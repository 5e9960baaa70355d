//! Page assembly.
//!
//! Pages are templates with `{{name}}` placeholders. The compiled client
//! module is embedded as standard base64 next to the loader glue its own
//! build produced, so a page is a single self-contained response.
//!
//! Templates and the stylesheet ship inside the binary and are replaced by the
//! on-disk copy under `pages_dir` whenever that copy is newer.

use std::fmt;

use base64::engine::general_purpose::STANDARD;
use base64::Engine as _;

use ckt_assets::{AssetCache, AssetError, AssetId, ToolchainKind};
use ckt_config::ServerSettings;

pub const INDEX_HTML: &[u8] = include_bytes!("../assets/index.html");
pub const COMPLETE_HTML: &[u8] = include_bytes!("../assets/complete.html");
pub const CHECKOUT_CSS: &[u8] = include_bytes!("../assets/public/checkout.css");

/// Stylesheet name announced to the completion page.
pub const CSS_NAME: &str = "checkout.css";

/// Cache ids of everything a page is assembled from.
#[derive(Debug, Clone, Copy)]
pub struct PageIds {
    pub index: AssetId,
    pub complete: AssetId,
    pub css: AssetId,
    /// Client module; its glue is the loader script.
    pub client: AssetId,
}

#[derive(Debug, Clone, Copy, PartialEq, Eq)]
pub enum Page {
    Index,
    Complete,
}

#[derive(Debug, Clone, PartialEq, Eq)]
pub enum RenderError {
    Asset(AssetError),
    /// Template bytes are not UTF-8.
    Template(String),
}

impl fmt::Display for RenderError {
    fn fmt(&self, f: &mut fmt::Formatter<'_>) -> fmt::Result {
        match self {
            RenderError::Asset(e) => write!(f, "{e}"),
            RenderError::Template(msg) => write!(f, "template error: {msg}"),
        }
    }
}

impl std::error::Error for RenderError {}

impl From<AssetError> for RenderError {
    fn from(e: AssetError) -> Self {
        RenderError::Asset(e)
    }
}

/// Register pages, stylesheet and the client bundle.
///
/// The loader is whatever the selected toolchain writes to its loader path
/// during a build, so nothing is read here and a fresh checkout with no
/// build output yet still starts.
pub fn seed(cache: &mut AssetCache, settings: &ServerSettings) -> PageIds {
    let dir = &settings.pages_dir;
    let index = cache.insert_reloadable("index.html", dir.join("index.html"), INDEX_HTML);
    let complete = cache.insert_reloadable("complete.html", dir.join("complete.html"), COMPLETE_HTML);
    let css = cache.insert_reloadable(
        "public/checkout.css",
        dir.join("public").join(CSS_NAME),
        CHECKOUT_CSS,
    );

    let (toolchain, loader) = if settings.client_alt_toolchain {
        (ToolchainKind::Alt, &settings.loader_alt)
    } else {
        (ToolchainKind::Standard, &settings.loader_standard)
    };
    let client =
        cache.insert_compiled_with_glue("ckt_client.wasm", &settings.client_source, toolchain, loader);

    PageIds {
        index,
        complete,
        css,
        client,
    }
}

/// Assemble `page` from the current cache contents.
///
/// # Errors
/// [`RenderError::Asset`] with `NotReady` until the client bundle has been
/// built once.
pub fn render(cache: &AssetCache, ids: &PageIds, page: Page) -> Result<String, RenderError> {
    let template_id = match page {
        Page::Index => ids.index,
        Page::Complete => ids.complete,
    };
    let template = cache.get(template_id)?;
    let template = std::str::from_utf8(&template).map_err(|e| RenderError::Template(e.to_string()))?;

    let (wasm, loader) = cache.get_with_glue(ids.client)?;
    let loader = loader.unwrap_or_default();

    let mut values = vec![
        ("loader_js", String::from_utf8_lossy(&loader).into_owned()),
        ("wasm_base64", STANDARD.encode(&wasm)),
    ];
    if page == Page::Complete {
        let css = cache.get(ids.css)?;
        values.push(("css", String::from_utf8_lossy(&css).into_owned()));
        values.push(("css_name", CSS_NAME.to_string()));
    }

    Ok(substitute(template, &values))
}

/// Replace every `{{ key }}` whose key is in `values`. Unknown keys are left
/// as written; substituted text is never rescanned.
pub fn substitute(template: &str, values: &[(&str, String)]) -> String {
    let mut out = String::with_capacity(template.len());
    let mut rest = template;
    while let Some(open) = rest.find("{{") {
        out.push_str(&rest[..open]);
        let after = &rest[open + 2..];
        let Some(close) = after.find("}}") else {
            out.push_str(&rest[open..]);
            return out;
        };
        let key = after[..close].trim();
        match values.iter().find(|(k, _)| *k == key) {
            Some((_, v)) => out.push_str(v),
            None => out.push_str(&rest[open..open + 2 + close + 2]),
        }
        rest = &after[close + 2..];
    }
    out.push_str(rest);
    out
}

/// Minimal white-on-black page for failures while assembling a page.
pub fn error_page(msg: &str) -> String {
    let mut escaped = String::with_capacity(msg.len());
    for c in msg.chars() {
        match c {
            '<' => escaped.push_str("&lt;"),
            '>' => escaped.push_str("&gt;"),
            '&' => escaped.push_str("&amp;"),
            '"' => escaped.push_str("&quot;"),
            '\n' => escaped.push_str("<br>"),
            c => escaped.push(c),
        }
    }
    format!(
        "<!DOCTYPE html><html><head><meta charset=\"utf-8\"><title>Error</title></head>\
         <body style='background-color: black; color: white;'><div>{escaped}</div></body></html>"
    )
}
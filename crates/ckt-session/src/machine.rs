//! Payment session state machine.
//!
//! # Design
//!
//! One session per checkout attempt. User actions ([`PaymentSession::start`],
//! [`PaymentSession::cancel`]) bump the **generation**; every asynchronous
//! continuation carries the generation it was issued under and is applied via
//! [`PaymentSession::apply`]. A continuation from an older generation is
//! ignored ([`Applied::Stale`]) so a late network response can never
//! overwrite what the user is currently looking at.
//!
//! ```text
//!   start()          IntentCreated        Submit          StatusRetrieved
//!  Idle ──► IntentRequested ──► IntentReady ──► Confirming ──────────► Completed
//!              │   ▲                 ▲              │
//!   IntentFailed└──┘                 └─ConfirmFailed┘
//!
//!   cancel(): any non-terminal state ──► Idle
//! ```

use ckt_schemas::IntentStatus;

// ---------------------------------------------------------------------------
// State
// ---------------------------------------------------------------------------

/// How a confirmed payment ended, as reported by the provider.
#[derive(Debug, Clone, PartialEq, Eq)]
pub enum Outcome {
    Succeeded,
    Processing,
    RequiresPaymentMethod,
    /// Status retrieval failed or the provider reported an unmapped status.
    Failed,
}

impl Outcome {
    pub fn from_status(status: &IntentStatus) -> Self {
        match status {
            IntentStatus::Succeeded => Outcome::Succeeded,
            IntentStatus::Processing => Outcome::Processing,
            IntentStatus::RequiresPaymentMethod => Outcome::RequiresPaymentMethod,
            IntentStatus::Unknown(_) => Outcome::Failed,
        }
    }

    /// Outcomes after which the local data is pushed as an order.
    pub fn submits_order(&self) -> bool {
        matches!(self, Outcome::Succeeded | Outcome::Processing)
    }
}

#[derive(Debug, Clone, PartialEq, Eq)]
pub enum SessionState {
    Idle,
    IntentRequested,
    IntentReady { client_secret: String },
    Confirming { client_secret: String },
    /// **Terminal** until the next `start()`.
    Completed(Outcome),
}

impl SessionState {
    pub fn is_terminal(&self) -> bool {
        matches!(self, SessionState::Completed(_))
    }

    pub fn name(&self) -> &'static str {
        match self {
            SessionState::Idle => "Idle",
            SessionState::IntentRequested => "IntentRequested",
            SessionState::IntentReady { .. } => "IntentReady",
            SessionState::Confirming { .. } => "Confirming",
            SessionState::Completed(_) => "Completed",
        }
    }
}

// ---------------------------------------------------------------------------
// Events
// ---------------------------------------------------------------------------

/// Continuation results fed back into the session.
#[derive(Debug, Clone, PartialEq, Eq)]
pub enum SessionEvent {
    IntentCreated { client_secret: String },
    /// Intent creation or payment-form setup failed; the message is what the
    /// user sees.
    IntentFailed { message: String },
    /// User pressed pay.
    Submit,
    /// Provider returned an error object in-page instead of redirecting.
    ConfirmFailed { message: String },
    StatusRetrieved(IntentStatus),
    StatusFailed,
}

/// Result of a successful [`PaymentSession::apply`].
#[derive(Debug, Clone, Copy, PartialEq, Eq)]
pub enum Applied {
    Applied,
    /// Issued under an older generation; state untouched.
    Stale,
}

// ---------------------------------------------------------------------------
// TransitionError
// ---------------------------------------------------------------------------

/// Returned when an event cannot legally be applied in the current state.
#[derive(Debug, Clone, PartialEq, Eq)]
pub struct TransitionError {
    pub from: &'static str,
    pub event: String,
}

impl std::fmt::Display for TransitionError {
    fn fmt(&self, f: &mut std::fmt::Formatter<'_>) -> std::fmt::Result {
        write!(f, "illegal session transition: {} + {}", self.from, self.event)
    }
}

impl std::error::Error for TransitionError {}

// ---------------------------------------------------------------------------
// PaymentSession
// ---------------------------------------------------------------------------

#[derive(Debug, Clone)]
pub struct PaymentSession {
    state: SessionState,
    generation: u64,
    /// Last user-facing failure message; cleared on every successful step.
    last_error: Option<String>,
}

impl Default for PaymentSession {
    fn default() -> Self {
        Self::new()
    }
}

impl PaymentSession {
    pub fn new() -> Self {
        Self {
            state: SessionState::Idle,
            generation: 0,
            last_error: None,
        }
    }

    /// Re-create a session after the provider redirected back to the
    /// completion page: the payment is being confirmed and only the status
    /// is outstanding.
    pub fn resume_confirming(client_secret: impl Into<String>) -> Self {
        Self {
            state: SessionState::Confirming {
                client_secret: client_secret.into(),
            },
            generation: 1,
            last_error: None,
        }
    }

    pub fn state(&self) -> &SessionState {
        &self.state
    }

    pub fn generation(&self) -> u64 {
        self.generation
    }

    pub fn last_error(&self) -> Option<&str> {
        self.last_error.as_deref()
    }

    pub fn is_current(&self, generation: u64) -> bool {
        self.generation == generation
    }

    pub fn client_secret(&self) -> Option<&str> {
        match &self.state {
            SessionState::IntentReady { client_secret }
            | SessionState::Confirming { client_secret } => Some(client_secret),
            _ => None,
        }
    }

    /// Begin a new attempt. Allowed from every state except `Confirming`
    /// (a confirmation in flight ends in a redirect or an in-page error).
    pub fn start(&mut self) -> Result<u64, TransitionError> {
        if let SessionState::Confirming { .. } = self.state {
            return Err(TransitionError {
                from: self.state.name(),
                event: "Start".to_string(),
            });
        }
        self.generation += 1;
        self.state = SessionState::IntentRequested;
        self.last_error = None;
        Ok(self.generation)
    }

    /// Close the payment UI. Returns to `Idle` and invalidates every
    /// outstanding continuation. A completed session stays completed.
    pub fn cancel(&mut self) {
        if self.state.is_terminal() {
            return;
        }
        self.generation += 1;
        self.state = SessionState::Idle;
    }

    /// Apply a continuation issued under `generation`.
    ///
    /// # Errors
    /// [`TransitionError`] for an event that is illegal in the current state.
    /// The state is unchanged after an error.
    pub fn apply(
        &mut self,
        generation: u64,
        event: SessionEvent,
    ) -> Result<Applied, TransitionError> {
        if generation != self.generation {
            return Ok(Applied::Stale);
        }

        use SessionEvent::*;
        use SessionState::*;

        let mut error = None;
        let next = match (&self.state, event) {
            (IntentRequested, IntentCreated { client_secret }) => IntentReady { client_secret },

            (IntentRequested, IntentFailed { message }) => {
                self.last_error = Some(message);
                return Ok(Applied::Applied);
            }

            (IntentReady { client_secret }, Submit) => Confirming {
                client_secret: client_secret.clone(),
            },

            // In-page failure: the form stays mounted so the user can retry.
            (Confirming { client_secret }, ConfirmFailed { message }) => {
                error = Some(message);
                IntentReady {
                    client_secret: client_secret.clone(),
                }
            }

            (Confirming { .. }, StatusRetrieved(status)) => {
                Completed(Outcome::from_status(&status))
            }

            (Confirming { .. }, StatusFailed) => Completed(Outcome::Failed),

            (state, ev) => {
                return Err(TransitionError {
                    from: state.name(),
                    event: format!("{ev:?}"),
                });
            }
        };

        self.last_error = error;
        self.state = next;
        Ok(Applied::Applied)
    }
}

// ---------------------------------------------------------------------------
// Unit tests
// ---------------------------------------------------------------------------
//! ckt-config
//!
//! Layered YAML configuration for the checkout server, the declarative
//! command-line flag table, and payment-key resolution.
//!
//! Secrets never live in YAML: the loader rejects secret-looking literals and
//! keys come in only through flags or the environment (see [`flags`] and
//! [`keys`]).

pub mod flags;
pub mod keys;
mod settings;

pub use settings::{ServerSettings, WritePolicySetting};

use anyhow::{bail, Context, Result};
use serde::{Deserialize, Serialize};
use serde_json::Value;
use sha2::{Digest, Sha256};

/// Leading text of values that must come from flags or the environment.
const SECRET_PREFIXES: &[&str] = &[
    "sk_live",
    "sk_test",
    "rk_live",
    "rk_test",
    "whsec_",
    "pk_live",
    "pk_test",
    "-----BEGIN",
];

/// Config subtrees the server reads, as JSON pointers. A leaf under any of
/// these counts as used.
///
/// Keep in step with [`ServerSettings::from_config_json`].
pub const CONSUMED_POINTERS: &[&str] = &[
    "/server/bind",
    "/assets/refresh_interval_ms",
    "/assets/pages_dir",
    "/assets/client/source",
    "/assets/client/alt_toolchain",
    "/assets/loaders/standard",
    "/assets/loaders/alt",
    "/assets/toolchains/standard",
    "/assets/toolchains/alt",
    "/assets/toolchains/env",
    "/orders/dir",
    "/orders/write_policy",
    "/payment/api_base",
    "/payment/currency",
];

// ---------------------------------------------------------------------------
// Loading
// ---------------------------------------------------------------------------

#[derive(Debug, Clone)]
pub struct LoadedConfig {
    /// SHA-256 of `canonical_json`, hex.
    pub config_hash: String,
    pub canonical_json: String,
    pub config_json: Value,
}

impl LoadedConfig {
    /// An empty config: every setting takes its default.
    pub fn empty() -> Result<Self> {
        load_layered_yaml_from_strings(&[])
    }
}

pub fn load_layered_yaml(paths: &[&str]) -> Result<LoadedConfig> {
    let docs = paths
        .iter()
        .map(|p| std::fs::read_to_string(p).with_context(|| format!("reading config layer {p}")))
        .collect::<Result<Vec<_>>>()?;
    let refs: Vec<&str> = docs.iter().map(String::as_str).collect();
    load_layered_yaml_from_strings(&refs)
}

/// Merge `yaml_docs` in order (later layers win, maps merge key by key),
/// reject secret literals and hash the result.
pub fn load_layered_yaml_from_strings(yaml_docs: &[&str]) -> Result<LoadedConfig> {
    let mut merged = Value::Object(Default::default());
    for (i, raw) in yaml_docs.iter().enumerate() {
        let layer: serde_yaml::Value =
            serde_yaml::from_str(raw).with_context(|| format!("config layer {i} is not valid yaml"))?;
        if layer.is_null() {
            continue;
        }
        let layer = serde_json::to_value(layer)
            .with_context(|| format!("config layer {i} has no json form"))?;
        merge_layer(&mut merged, layer);
    }

    for (ptr, leaf) in leaves(&merged) {
        if leaf.as_str().is_some_and(looks_like_secret) {
            bail!("CONFIG_SECRET_DETECTED leaf={ptr} value=REDACTED");
        }
    }

    // serde_json maps are key-ordered, so this text is canonical.
    let canonical_json = serde_json::to_string(&merged).context("serializing merged config")?;
    let config_hash = hex::encode(Sha256::digest(canonical_json.as_bytes()));
    Ok(LoadedConfig {
        config_hash,
        canonical_json,
        config_json: merged,
    })
}

fn merge_layer(base: &mut Value, layer: Value) {
    match (base, layer) {
        (Value::Object(base), Value::Object(layer)) => {
            for (k, v) in layer {
                merge_layer(base.entry(k).or_insert(Value::Null), v);
            }
        }
        (slot, v) => *slot = v,
    }
}

fn looks_like_secret(s: &str) -> bool {
    let t = s.trim();
    t.len() >= 8 && SECRET_PREFIXES.iter().any(|p| t.starts_with(p))
}

/// Every scalar with its JSON pointer, keys in map order. Empty maps and
/// lists contribute nothing.
fn leaves(v: &Value) -> Vec<(String, &Value)> {
    fn walk<'a>(v: &'a Value, ptr: &mut String, out: &mut Vec<(String, &'a Value)>) {
        let children: Vec<(String, &'a Value)> = match v {
            Value::Object(m) => m
                .iter()
                .map(|(k, v)| (k.replace('~', "~0").replace('/', "~1"), v))
                .collect(),
            Value::Array(a) => a.iter().enumerate().map(|(i, v)| (i.to_string(), v)).collect(),
            _ => {
                let p = if ptr.is_empty() { "/".to_string() } else { ptr.clone() };
                out.push((p, v));
                return;
            }
        };
        for (token, child) in children {
            let len = ptr.len();
            ptr.push('/');
            ptr.push_str(&token);
            walk(child, ptr, out);
            ptr.truncate(len);
        }
    }

    let mut out = Vec::new();
    walk(v, &mut String::new(), &mut out);
    out
}

// ---------------------------------------------------------------------------
// Unused-key guard
// ---------------------------------------------------------------------------

#[derive(Debug, Clone, Copy, PartialEq, Eq)]
pub enum UnusedKeyPolicy {
    Warn,
    Fail,
}

#[derive(Debug, Clone, Serialize, Deserialize)]
pub struct UnusedKeyReport {
    pub leaf_count: usize,
    /// Sorted, unique.
    pub unused_leaf_pointers: Vec<String>,
}

impl UnusedKeyReport {
    pub fn is_clean(&self) -> bool {
        self.unused_leaf_pointers.is_empty()
    }
}

/// `/a/b` covers `/a/b` and `/a/b/c`, never `/a/bc`.
fn covers(prefix: &str, leaf: &str) -> bool {
    prefix == "/"
        || leaf
            .strip_prefix(prefix)
            .is_some_and(|rest| rest.is_empty() || rest.starts_with('/'))
}

/// List config leaves no server setting reads. Under
/// [`UnusedKeyPolicy::Fail`] any such leaf is an error.
pub fn report_unused_keys(config_json: &Value, policy: UnusedKeyPolicy) -> Result<UnusedKeyReport> {
    let all = leaves(config_json);
    let mut unused: Vec<String> = all
        .iter()
        .map(|(ptr, _)| ptr)
        .filter(|ptr| !CONSUMED_POINTERS.iter().any(|c| covers(c, ptr)))
        .cloned()
        .collect();
    unused.sort();
    unused.dedup();

    if policy == UnusedKeyPolicy::Fail && !unused.is_empty() {
        let preview: Vec<&str> = unused.iter().take(12).map(String::as_str).collect();
        bail!(
            "CONFIG_UNUSED_KEYS: {} config key(s) are not read by the server: {}",
            unused.len(),
            preview.join(", ")
        );
    }

    Ok(UnusedKeyReport {
        leaf_count: all.len(),
        unused_leaf_pointers: unused,
    })
}

#[cfg(test)]
mod tests {
    use super::*;
    use serde_json::json;

    #[test]
    fn covers_respects_segment_boundary() {
        assert!(covers("/orders", "/orders/dir"));
        assert!(covers("/orders/dir", "/orders/dir"));
        assert!(!covers("/orders/dir", "/orders/directory"));
        assert!(covers("/", "/anything"));
    }

    #[test]
    fn later_layers_override_earlier_ones() {
        let loaded = load_layered_yaml_from_strings(&[
            "orders:\n  dir: ./a\n  write_policy: overwrite\n",
            "orders:\n  dir: ./b\n",
        ])
        .unwrap();
        assert_eq!(loaded.config_json["orders"]["dir"], "./b");
        assert_eq!(loaded.config_json["orders"]["write_policy"], "overwrite");
    }

    #[test]
    fn empty_documents_are_ignored() {
        let loaded = load_layered_yaml_from_strings(&["", "server:\n  bind: 127.0.0.1\n"]).unwrap();
        assert_eq!(loaded.config_json["server"]["bind"], "127.0.0.1");
    }

    #[test]
    fn short_strings_are_never_secrets() {
        assert!(!looks_like_secret("sk_"));
        assert!(looks_like_secret("sk_test_51Habcdef"));
    }

    #[test]
    fn leaves_escape_tokens_and_index_arrays() {
        let v = json!({"a/b": {"c~d": 1}, "list": ["x", {}, null], "empty": {}});
        let ptrs: Vec<String> = leaves(&v).into_iter().map(|(p, _)| p).collect();
        assert_eq!(ptrs, vec!["/a~1b/c~0d", "/list/0", "/list/2"]);
        assert!(leaves(&json!({})).is_empty());
        assert_eq!(leaves(&json!(3))[0].0, "/");
    }
}
//! ckt-session
//!
//! Browser-side payment session:
//! - [`machine`]: the pure state machine with generation-guarded continuations
//! - [`flow`]: the async checkout steps and the seams they talk through
//!   ([`CheckoutBackend`], [`ProviderClient`])
//! - [`completion`]: status evaluation on the completion page
//!
//! Everything here is single-threaded (`?Send` futures); the browser event
//! loop is the only executor in production.

pub mod completion;
pub mod flow;
pub mod machine;

pub use completion::{
    evaluate_completion, gather_local_storage, query_param, CompletionView, OrderSubmission,
    StatusDisplay, StatusIcon, CLIENT_SECRET_PARAM, COLOR_ERROR, COLOR_INFO, COLOR_SUCCESS,
};
pub use flow::{
    intent_request, BackendError, CheckoutBackend, CheckoutFlow, PageOrigin, ProviderClient,
    ProviderClientError, StepOutcome, MSG_PAYMENT_SUCCESSFUL,
};
pub use machine::{Applied, Outcome, PaymentSession, SessionEvent, SessionState, TransitionError};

▸ What is needed
Return a copy of every line in the records that includes the string "environment".

▸ Written response
//! keys come in only through flags or the environment (see [`flags`] and
/// Leading text of values that must come from flags or the environment.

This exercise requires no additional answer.